El exilio es un desgarro. Es una presión constante en el pecho. Es sentirse ahogado con una máscara de oxígeno puesta. En el libro Una maleta Colombiana II de Carlos Beristaín, excomisionado de la Comisión de la Verdad de Colombia, hay un testimonio con el que me he sentido identificado. Les comparto un fragmento:
“Cuando yo salí de mi país, cuando el avión arrancó, yo sentí como si el corazón se hubiera desprendido un pedazo. Yo tuve una cosa aquí en el pecho muchos años. Yo llamé a eso mi dolor de patria, porque era una cosa que no me dejaba respirar y era un dolor, un dolor que yo creo que por ahí hace 5 o 3 años ha pasado un poco”.
Quienes me conocen, saben que amo Colombia. Y más allá de amar el país, disfruto y he disfrutado recorrerlo, desde Punta Gallinas en La Guajira hasta Puerto Nariño en el Amazonas. Desde La Barra en Buenaventura hasta Saravena en Arauca. Amo cada una de sus ciudades, en especial Bogotá; la Bogotá nocturna, los paseos por el centro, los Cerros Orientales y la magia de estar gritando en el estadio alentando a Millonarios.

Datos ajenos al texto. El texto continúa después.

use super::model::{AggregateRow, LabelAnnotation, Measure};

/// Compute the right-edge labels of a line chart.
///
/// One label per row at `reference_semester`, placed at the height of that
/// row's `measure` value rounded to an integer. Labels are ordered by value,
/// highest first; equal values keep their order in `rows`.
///
/// Placement is purely value based: labels with close values are not moved
/// apart and may overlap when drawn.
pub fn place_labels(
    rows: &[AggregateRow],
    reference_semester: i64,
    measure: Measure,
) -> Vec<LabelAnnotation> {
    let mut at_reference: Vec<&AggregateRow> = rows
        .iter()
        .filter(|r| r.semester_attended == reference_semester)
        .collect();

    // `sort_by` is stable, so ties stay in input order.
    at_reference.sort_by(|a, b| b.value(measure).total_cmp(&a.value(measure)));

    at_reference
        .into_iter()
        .enumerate()
        .map(|(rank, row)| LabelAnnotation {
            series_key: row.study_program_code.clone(),
            y_value: row.value(measure).round_ties_even(),
            rank,
        })
        .collect()
}
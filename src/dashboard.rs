use std::collections::BTreeSet;

use crate::chart::{comparison_chart, program_chart, status_text, ChartSpec};
use crate::config::{ChartConfig, DashboardConfig};
use crate::data::aggregate::aggregate;
use crate::data::error::{DataError, Result};
use crate::data::model::{AggregateRow, Measure, RawRecord};

// ---------------------------------------------------------------------------
// Selection – the state of the three controls
// ---------------------------------------------------------------------------

#[derive(Debug, Clone, PartialEq)]
pub struct Selection {
    pub program: String,
    pub measure: Measure,
    pub max_semester: i64,
}

/// Everything rendered for one selection.
#[derive(Debug, Clone, PartialEq)]
pub struct DashboardView {
    pub status: String,
    pub program_chart: ChartSpec,
    pub comparison_chart: ChartSpec,
}

// ---------------------------------------------------------------------------
// Dashboard – aggregate table built once, read by every interaction
// ---------------------------------------------------------------------------

/// Aggregated data plus the derived control options.
///
/// Built once from the raw records and never mutated afterwards.
#[derive(Debug, Clone)]
pub struct Dashboard {
    rows: Vec<AggregateRow>,
    programs: Vec<String>,
    semester_bounds: (i64, i64),
    record_count: usize,
    chart: ChartConfig,
}

impl Dashboard {
    /// Aggregate `records` using the semester cap and chart settings of `config`.
    pub fn from_records(records: &[RawRecord], config: &DashboardConfig) -> Result<Self> {
        let rows = aggregate(records, config.max_semesters)?;

        let programs: Vec<String> = rows
            .iter()
            .map(|r| r.study_program_code.as_str())
            .collect::<BTreeSet<_>>()
            .into_iter()
            .map(str::to_string)
            .collect();

        // `aggregate` sorts by semester first.
        let semester_bounds = match (rows.first(), rows.last()) {
            (Some(first), Some(last)) => (first.semester_attended, last.semester_attended),
            _ => return Err(DataError::EmptyInput),
        };

        Ok(Dashboard {
            rows,
            programs,
            semester_bounds,
            record_count: records.len(),
            chart: config.chart,
        })
    }

    pub fn rows(&self) -> &[AggregateRow] {
        &self.rows
    }

    /// Distinct program codes, sorted.
    pub fn programs(&self) -> &[String] {
        &self.programs
    }

    /// Lowest and highest semester present in the aggregate table.
    pub fn semester_bounds(&self) -> (i64, i64) {
        self.semester_bounds
    }

    /// Number of raw records the table was built from.
    pub fn record_count(&self) -> usize {
        self.record_count
    }

    /// Initial control state: the preferred program when present, otherwise
    /// the first one; mean; all semesters.
    pub fn default_selection(&self, preferred_program: Option<&str>) -> Selection {
        let program = match preferred_program {
            Some(p) if self.programs.iter().any(|q| q == p) => p.to_string(),
            Some(p) => {
                log::warn!("Study program '{p}' not found in data, using first available");
                self.programs.first().cloned().unwrap_or_default()
            }
            None => self.programs.first().cloned().unwrap_or_default(),
        };
        Selection {
            program,
            measure: Measure::Mean,
            max_semester: self.semester_bounds.1,
        }
    }

    /// Build the status line and both charts for a selection.
    pub fn render(&self, selection: &Selection) -> DashboardView {
        log::debug!(
            "Rendering program={} measure={} max_semester={}",
            selection.program,
            selection.measure,
            selection.max_semester
        );
        DashboardView {
            status: status_text(&selection.program),
            program_chart: program_chart(
                &self.rows,
                &selection.program,
                selection.max_semester,
                selection.measure,
                &self.chart,
            ),
            comparison_chart: comparison_chart(
                &self.rows,
                selection.max_semester,
                selection.measure,
                &self.chart,
            ),
        }
    }
}

#[cfg(test)]
mod tests {
    use super::*;

    fn records() -> Vec<RawRecord> {
        let mut out = Vec::new();
        for semester in 1..=10 {
            out.push(RawRecord::new("BA; PPP", semester, 30.0 - semester as f64));
            out.push(RawRecord::new("MA; BI", semester, 20.0));
        }
        out.push(RawRecord::new("BA; BI", 2, 12.0));
        out
    }

    #[test]
    fn test_from_records() {
        let dashboard = Dashboard::from_records(&records(), &DashboardConfig::default()).unwrap();
        assert_eq!(dashboard.programs(), &["BA; BI", "BA; PPP", "MA; BI"]);
        assert_eq!(dashboard.semester_bounds(), (1, 8));
        assert_eq!(dashboard.record_count(), 21);
        assert_eq!(dashboard.rows().len(), 8 * 2 + 1);
    }

    #[test]
    fn test_semester_cap_from_config() {
        let config = DashboardConfig {
            max_semesters: 1,
            ..Default::default()
        };
        let dashboard = Dashboard::from_records(&records(), &config).unwrap();
        assert_eq!(dashboard.semester_bounds(), (1, 1));
        assert_eq!(dashboard.programs(), &["BA; PPP", "MA; BI"]);
    }

    #[test]
    fn test_empty_input() {
        assert!(matches!(
            Dashboard::from_records(&[], &DashboardConfig::default()),
            Err(DataError::EmptyInput)
        ));
    }

    #[test]
    fn test_default_selection() {
        let dashboard = Dashboard::from_records(&records(), &DashboardConfig::default()).unwrap();

        let sel = dashboard.default_selection(Some("MA; BI"));
        assert_eq!(sel.program, "MA; BI");
        assert_eq!(sel.measure, Measure::Mean);
        assert_eq!(sel.max_semester, 8);

        let sel = dashboard.default_selection(Some("PhD; X"));
        assert_eq!(sel.program, "BA; BI");

        let sel = dashboard.default_selection(None);
        assert_eq!(sel.program, "BA; BI");
    }

    #[test]
    fn test_render() {
        let dashboard = Dashboard::from_records(&records(), &DashboardConfig::default()).unwrap();
        let selection = Selection {
            program: "BA; PPP".to_string(),
            measure: Measure::Median,
            max_semester: 4,
        };
        let view = dashboard.render(&selection);
        assert_eq!(view.status, "Showing data for study program BA; PPP");
        assert_eq!(view.program_chart.series.len(), 1);
        assert_eq!(view.program_chart.series[0].points.len(), 4);
        assert_eq!(view.comparison_chart.series.len(), 3);

        let labels: Vec<&str> = view
            .comparison_chart
            .annotations
            .iter()
            .map(|a| a.series_key.as_str())
            .collect();
        assert_eq!(labels, vec!["BA; PPP", "MA; BI"]);
        assert_eq!(view.comparison_chart.annotations[0].y_value, 26.0);
    }

    #[test]
    fn test_render_is_repeatable() {
        let dashboard = Dashboard::from_records(&records(), &DashboardConfig::default()).unwrap();
        let selection = dashboard.default_selection(Some("BA; PPP"));
        assert_eq!(dashboard.render(&selection), dashboard.render(&selection));
    }

    #[test]
    fn test_dashboard_is_shareable() {
        fn assert_send_sync<T: Send + Sync>() {}
        assert_send_sync::<Dashboard>();
    }
}
use std::fs::File;
use std::io::Read;
use std::path::Path;

use serde::{Deserialize, Serialize};

use super::error::{DataError, Result};
use super::model::RawRecord;

// ---------------------------------------------------------------------------
// Column layout
// ---------------------------------------------------------------------------

/// Names of the three columns the dashboard reads. Other columns are ignored.
#[derive(Debug, Clone, PartialEq, Serialize, Deserialize)]
#[serde(default)]
pub struct ColumnNames {
    pub program: String,
    pub semester: String,
    pub ects: String,
}

impl Default for ColumnNames {
    fn default() -> Self {
        Self {
            program: "STUDBEZ_kompakt".to_string(),
            semester: "besuchtesSemester".to_string(),
            ects: "ECTS_Sem".to_string(),
        }
    }
}

// ---------------------------------------------------------------------------
// Public entry-points
// ---------------------------------------------------------------------------

/// Load student records from a file.
///
/// CSV layout: header row, `;` separated, Latin-1 encoded, decimal comma:
///
/// ```text
/// STUDBEZ_kompakt;besuchtesSemester;ECTS_Sem
/// "BA; PPP";1;27,5
/// ```
///
/// Program codes containing `;` must be quoted.
pub fn load_csv(path: &Path, columns: &ColumnNames) -> Result<Vec<RawRecord>> {
    let file = File::open(path)?;
    parse_csv(file, columns)
}

/// Parse student records from any reader. See [`load_csv`] for the layout.
pub fn parse_csv<R: Read>(input: R, columns: &ColumnNames) -> Result<Vec<RawRecord>> {
    let mut reader = csv::ReaderBuilder::new()
        .delimiter(b';')
        .from_reader(input);

    let headers: Vec<String> = reader
        .byte_headers()?
        .iter()
        .map(|h| decode_latin1(h).trim().to_string())
        .collect();

    let column_index = |name: &str| -> Result<usize> {
        headers
            .iter()
            .position(|h| h == name)
            .ok_or_else(|| DataError::MissingField(name.to_string()))
    };
    let program_idx = column_index(&columns.program)?;
    let semester_idx = column_index(&columns.semester)?;
    let ects_idx = column_index(&columns.ects)?;

    let mut records = Vec::new();

    for (i, result) in reader.byte_records().enumerate() {
        let row = i + 1;
        let record = result?;
        let field = |idx: usize| decode_latin1(record.get(idx).unwrap_or_default());

        let program = field(program_idx).trim().to_string();
        if program.is_empty() {
            return Err(DataError::invalid(
                Some(row),
                format!("'{}' is empty", columns.program),
            ));
        }

        let semester_raw = field(semester_idx);
        let semester = semester_raw.trim().parse::<i64>().map_err(|_| {
            DataError::invalid(
                Some(row),
                format!(
                    "'{}' value '{}' is not an integer",
                    columns.semester,
                    semester_raw.trim()
                ),
            )
        })?;

        let ects_raw = field(ects_idx);
        let ects = parse_decimal(&ects_raw).ok_or_else(|| {
            DataError::invalid(
                Some(row),
                format!(
                    "'{}' value '{}' is not a number",
                    columns.ects,
                    ects_raw.trim()
                ),
            )
        })?;

        records.push(RawRecord::new(program, semester, ects));
    }

    log::debug!("Parsed {} student records", records.len());
    Ok(records)
}

// ---------------------------------------------------------------------------
// Field helpers
// ---------------------------------------------------------------------------

/// Latin-1 maps every byte to the code point of the same value.
fn decode_latin1(bytes: &[u8]) -> String {
    bytes.iter().map(|&b| char::from(b)).collect()
}

/// Parse a decimal written with a comma (`"3,5"`) or a dot (`"3.5"`).
/// Non-finite results (`"inf"`, `"NaN"`) are rejected.
fn parse_decimal(s: &str) -> Option<f64> {
    let normalized = s.trim().replace(',', ".");
    normalized.parse::<f64>().ok().filter(|v| v.is_finite())
}
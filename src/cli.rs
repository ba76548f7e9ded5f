use std::path::PathBuf;

use anyhow::Result;
use clap::Parser;

use crate::config::DashboardConfig;

/// Study progress dashboard: ECTS points per attended semester and study program.
#[derive(Parser, Debug)]
#[command(name = "study-progress", version, about)]
pub struct Args {
    /// JSON config file
    #[arg(short, long)]
    pub config: Option<PathBuf>,

    /// Student CSV file (overrides the config)
    #[arg(short, long)]
    pub data: Option<PathBuf>,

    /// Highest semester to aggregate (overrides the config)
    #[arg(short = 'm', long)]
    pub max_semesters: Option<i64>,
}

impl Args {
    /// Config file (or defaults) with command-line overrides applied.
    pub fn resolve_config(&self) -> Result<DashboardConfig> {
        let mut config = match &self.config {
            Some(path) => DashboardConfig::load(path)?,
            None => DashboardConfig::default(),
        };
        if let Some(data) = &self.data {
            config.data_path = data.clone();
        }
        if let Some(max) = self.max_semesters {
            config.max_semesters = max;
        }
        config.validate()?;
        Ok(config)
    }
}
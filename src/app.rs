use eframe::egui;

use crate::state::AppState;
use crate::ui::{panels, plot, table};

// ---------------------------------------------------------------------------
// eframe App implementation
// ---------------------------------------------------------------------------

pub struct StudyProgressApp {
    pub state: AppState,
}

impl StudyProgressApp {
    pub fn new(state: AppState) -> Self {
        Self { state }
    }
}

impl eframe::App for StudyProgressApp {
    fn update(&mut self, ctx: &egui::Context, _frame: &mut eframe::Frame) {
        // ---- Top panel: menu bar ----
        egui::TopBottomPanel::top("top_bar").show(ctx, |ui| {
            panels::top_bar(ui, &mut self.state);
        });

        // ---- Left side panel: controls ----
        egui::SidePanel::left("control_panel")
            .default_width(240.0)
            .resizable(true)
            .show(ctx, |ui| {
                panels::side_panel(ui, &mut self.state);
            });

        // ---- Bottom panel: aggregate table ----
        if self.state.dashboard.is_some() {
            egui::TopBottomPanel::bottom("summary_panel")
                .resizable(true)
                .default_height(180.0)
                .show(ctx, |ui| {
                    egui::CollapsingHeader::new("Aggregated values")
                        .default_open(false)
                        .show(ui, |ui| {
                            table::summary_table(ui, &self.state);
                        });
                });
        }

        // ---- Central panel: charts ----
        egui::CentralPanel::default().show(ctx, |ui| {
            plot::dashboard_charts(ui, &self.state);
        });
    }
}
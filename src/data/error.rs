use thiserror::Error;

/// Errors raised while loading or aggregating progress records.
#[derive(Debug, Error)]
pub enum DataError {
    /// A record is malformed or out of range (non-positive semester,
    /// negative or non-numeric credits, ...).
    #[error("Invalid input{}: {reason}", .row.map(|r| format!(" in row {r}")).unwrap_or_default())]
    InvalidInput { row: Option<usize>, reason: String },

    /// No records survived filtering.
    #[error("No records left after filtering")]
    EmptyInput,

    /// A required column is absent from the source file.
    #[error("Missing column: '{0}'")]
    MissingField(String),

    #[error("I/O error: {0}")]
    Io(#[from] std::io::Error),

    #[error("CSV error: {0}")]
    Csv(#[from] csv::Error),
}

impl DataError {
    pub fn invalid(row: Option<usize>, reason: impl Into<String>) -> Self {
        DataError::InvalidInput {
            row,
            reason: reason.into(),
        }
    }
}

/// Result type for the data layer.
pub type Result<T> = std::result::Result<T, DataError>;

El exilio es eso. El recuerdo de lo vivido con felicidad, amor y regocijo en un lugar del que no te sientes parte, el desarraigo. Es un desgarro. Es la pérdida de tu gente.
E. Andrés Celis R.
Gracias por compartir. Lo importante es que cuente con sus soportes emocionales, quienes usted quiere, quienes lo quieren y que esto le permita continuar desarrollando sus intereses. Toda su fortaleza y disciplinas daran frutos.
Sublime relato, te leo, te pienso y aunque no compartimos mucho aquí en Colombia, con lo escrito siento que te extraño. Un abrazo intentando con regocijo, aliviar la carga del exilio.